Peace on Earth: Justice and the meaning of Christmas

Each December I bring out my DVD of "A Charlie Brown Christmas." The climatic scene occurs when an exasperated Charlie Brown yells out "isn't there anybody who can tell me what Christmas is all about?!!" Linus' famous soliloquy answers that question:



Whether Linus is right that Christmas is all about "Peace on Earth and good will to men" depends very much on how we understand those phrases.

All too often these are just empty words. "Peace on earth" and "good will toward men" are simply part of the seasonal decor, like Rudolph, and Frosty, and multi-colored light bulbs. Those who rail at Christmas as sheer commercialism frosted with empty sentimentalism and manufactured good will, are clearly correct about how much of Christmas is celebrated. But the Hallmark version of Christmas need not be the way we celebrate this holiday.

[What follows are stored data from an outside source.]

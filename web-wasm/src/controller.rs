//! 画面全体で共有する状態
//!
//! 通知・動画セッション・行選択・リクエスト世代・タイマーを1か所に持つ。
//! 状態は `thread_local` の `RefCell` に置く。
//! 借用を `.await` をまたいで保持しないこと。

use std::cell::RefCell;
use std::rc::Rc;

use gloo::events::EventListener;
use gloo::timers::callback::{Interval, Timeout};
use nas_viewer_common::{AvailableDates, ClientConfig, Notifier, RequestTracker, RowSelection, VideoModal};
use tracing::{error, warn};
use url::Url;

use crate::dom;
use crate::notify::NotificationView;
use crate::video::VideoBindings;

#[derive(Default)]
pub struct Controller {
    pub notifier: Notifier,
    pub(crate) notification_view: Option<NotificationView>,

    pub video: VideoModal,
    pub(crate) video_bindings: Option<VideoBindings>,

    pub selection: RowSelection,
    pub search_requests: RequestTracker,
    pub refresh_requests: RequestTracker,
    pub available_dates: AvailableDates,

    pub(crate) debounce: Option<Timeout>,
    pub(crate) pending_navigation: Option<Timeout>,
    pub(crate) clock: Option<Interval>,
    pub(crate) listeners: Vec<EventListener>,
}

thread_local! {
    static CONFIG: RefCell<Rc<ClientConfig>> = RefCell::new(Rc::new(ClientConfig::default()));
    static CONTROLLER: RefCell<Controller> = RefCell::new(Controller::default());
}

pub fn config() -> Rc<ClientConfig> {
    CONFIG.with(|c| c.borrow().clone())
}

pub fn set_config(config: ClientConfig) {
    CONFIG.with(|c| *c.borrow_mut() = Rc::new(config));
}

/// コントローラを可変借用して `f` を実行する
///
/// 借用中に呼ばれた場合は警告を出して `None`
pub fn with_controller<R>(f: impl FnOnce(&mut Controller) -> R) -> Option<R> {
    CONTROLLER.with(|cell| match cell.try_borrow_mut() {
        Ok(mut controller) => Some(f(&mut controller)),
        Err(_) => {
            warn!("コントローラが使用中のため処理をスキップしました");
            None
        }
    })
}

/// 実行中のコールバックが自分自身を破棄しないよう、破棄を次のタスクに回す
pub fn drop_later<T: 'static>(value: T) {
    wasm_bindgen_futures::spawn_local(async move {
        drop(value);
    });
}

/// 遅延実行するページ遷移
pub enum Navigation {
    To(Url),
    Reload,
}

/// 一定時間後にページ遷移する。予約済みの遷移は取り消す
pub fn schedule_navigation(navigation: Navigation, delay_ms: u32) {
    let timer = Timeout::new(delay_ms, move || {
        let result = match &navigation {
            Navigation::To(url) => dom::navigate(url),
            Navigation::Reload => dom::reload(),
        };
        if let Err(e) = result {
            error!("ページ遷移に失敗: {}", e);
        }
    });
    with_controller(|c| c.pending_navigation.replace(timer));
}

The Christmas stories in the gospels are about justice. Jesus is born a poor peasant child in both Matthew and Luke. In Matthew this poor child is attacked by an oppressive ruler; King Herod. In Luke the message of Jesus' birth if first delivered to a group of highly despised and marginalized social outcasts; Shepards. To see how clearly the gospel message of Christmas it he message of justice, one need simply read the central lines of the Magnificant:


He has shown strength with his arm; he has scattered the proud in the thoughts
of their hearts.
52 He has brought down the powerful from their thrones, and
lifted up the lowly;
53 he has filled the hungry with good things,
and
sent the rich away empty.

The Christmas stories make it quite clear: Herod and Caesar (remember that story about the census) are cruel tyrants who oppress the people; but Jesus is a people's champion who fights against oppression and for inclusion, equality, and non-violent justice.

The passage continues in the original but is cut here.